Così come sarebbe tornata anche Nina.

“Forse dovrebbe dirglielo Mieke” osservò pensieroso Levi, rivelando che quella fonte di preoccupazione stava davvero ammorbando la sua mente, come un tarlo “O magari Rielke. Sono sempre stati molto attaccati, quei due. Non credo che io o Erwin saremmo in grado di darle una notizia del genere come si deve. Erwin soprattutto, visto che non ha pazienza. Non ha nemmeno atteso il quarantesimo giorno per portare la notizia della morte di sua sorella a casa.”

“Nina ti ha mai parlato dello studio per l’elaborato finale dell’università ?”

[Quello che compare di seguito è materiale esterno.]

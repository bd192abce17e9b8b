use std::sync::Mutex as StdMutex;
use std::time::{Duration, Instant};

use nanoid::nanoid;
use tokio::sync::mpsc;
use tokio_util::sync::CancellationToken;

use crate::claims::UserClaims;
use crate::constants;
use crate::hub::messages::Frame;

#[derive(Clone, Copy, Debug, PartialEq, Eq)]
pub enum TransportKind {
	/// WebSocket client with reader/writer pumps attached.
	Duplex,

	/// Long-poll client; responses travel on the HTTP response, the outbound
	/// queue is a placeholder nobody drains.
	Polling
}

/// One connected client. Created on transport accept, destroyed by the hub's
/// unregister path; the identity never changes in between.
pub struct Session {
	pub id: String,
	pub claims: UserClaims,
	pub kind: TransportKind,
	pub cancel: CancellationToken,
	last_activity: StdMutex<Instant>,
	outbound_tx: StdMutex<Option<mpsc::Sender<Frame>>>
}

impl Session {
	/// Builds a duplex session plus the receiving end of its outbound queue,
	/// which the writer pump takes ownership of.
	pub fn new_duplex(claims: UserClaims, parent: &CancellationToken) -> (Session, mpsc::Receiver<Frame>) {
		let (tx, rx) = mpsc::channel(constants::OUTBOUND_QUEUE_CAPACITY);

		let session = Session {
			id: nanoid!((constants::SESSION_ID_LENGTH)),
			claims,
			kind: TransportKind::Duplex,
			cancel: parent.child_token(),
			last_activity: StdMutex::new(Instant::now()),
			outbound_tx: StdMutex::new(Some(tx))
		};

		(session, rx)
	}

	pub fn new_polling(id: String, claims: UserClaims, parent: &CancellationToken) -> Session {
		let (tx, rx) = mpsc::channel(constants::OUTBOUND_QUEUE_CAPACITY);

		// Nothing ever drains a polling queue.
		drop(rx);

		Session {
			id,
			claims,
			kind: TransportKind::Polling,
			cancel: parent.child_token(),
			last_activity: StdMutex::new(Instant::now()),
			outbound_tx: StdMutex::new(Some(tx))
		}
	}

	pub fn touch(&self) {
		*self.last_activity.lock().unwrap() = Instant::now();
	}

	pub fn idle_for(&self) -> Duration {
		self.last_activity.lock().unwrap().elapsed()
	}

	/// A sender for the outbound queue, or None once the hub has closed it.
	pub fn outbound(&self) -> Option<mpsc::Sender<Frame>> {
		self.outbound_tx.lock().unwrap().clone()
	}

	/// Drops the queue sender so the writer pump observes end-of-queue.
	/// Called only from the hub's unregister path.
	pub fn close_outbound(&self) {
		self.outbound_tx.lock().unwrap().take();
	}
}

#[cfg(test)]
mod tests {
	use super::*;

	fn claims() -> UserClaims {
		UserClaims::anonymous()
	}

	#[tokio::test]
	async fn enqueued_frames_arrive_in_order() {
		let root = CancellationToken::new();
		let (session, mut rx) = Session::new_duplex(claims(), &root);

		let tx = session.outbound().unwrap();
		for i in 0..5 {
			tx.send(Frame::response("pong", &i, None)).await.unwrap();
		}

		for i in 0..5 {
			let frame = rx.recv().await.unwrap();
			assert_eq!(frame.payload, Some(serde_json::json!(i)));
		}
	}

	#[tokio::test]
	async fn closing_the_queue_ends_the_receiver() {
		let root = CancellationToken::new();
		let (session, mut rx) = Session::new_duplex(claims(), &root);

		session.close_outbound();

		assert!(session.outbound().is_none());
		assert!(rx.recv().await.is_none());
	}

	#[test]
	fn child_token_follows_parent_cancellation() {
		let root = CancellationToken::new();
		let (session, _rx) = Session::new_duplex(claims(), &root);

		assert!(!session.cancel.is_cancelled());
		root.cancel();
		assert!(session.cancel.is_cancelled());
	}
}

Levi alzò gli occhi dalla tazza, spostandoli in quelli di un celeste statico della donna. Scosse il capo, chiedendosi cosa mai potesse c’entrare con la loro discussione e perché avesse chiesto una cosa del genere così, a bruciapelo.

Lei sorrise soddisfatta, prendendo un sorso generoso dal boccale di birra, senza preoccuparsi di pulire il labbro superiore dalla schiuma “Non c’erano i soldi per farle frequentare i corsi. A dire il vero c’erano, ma i signori Müller non avrebbero mai lasciato che mio padre facesse di loro figlia un debito. Lui, però, ha fatto di meglio: l’ha presa con sé ogni giorno, in ospedale, e ha fatto di lei un medico. Quando è stato il momento di scegliere in che branca della medicina specializzarsi, Nina ha scelto quella con la quale ha finito con l’averci a che fare di più: la chirurgia.”

Egli si appoggiò con il mento al pugno chiuso, passando gli occhi sui piatti della casa. A un occhio inesperto pareva quasi che non stesse ascoltando nemmeno una parola, mentre, al contrario, aveva registrato ogni informazione. “Un chirurgo da campo.”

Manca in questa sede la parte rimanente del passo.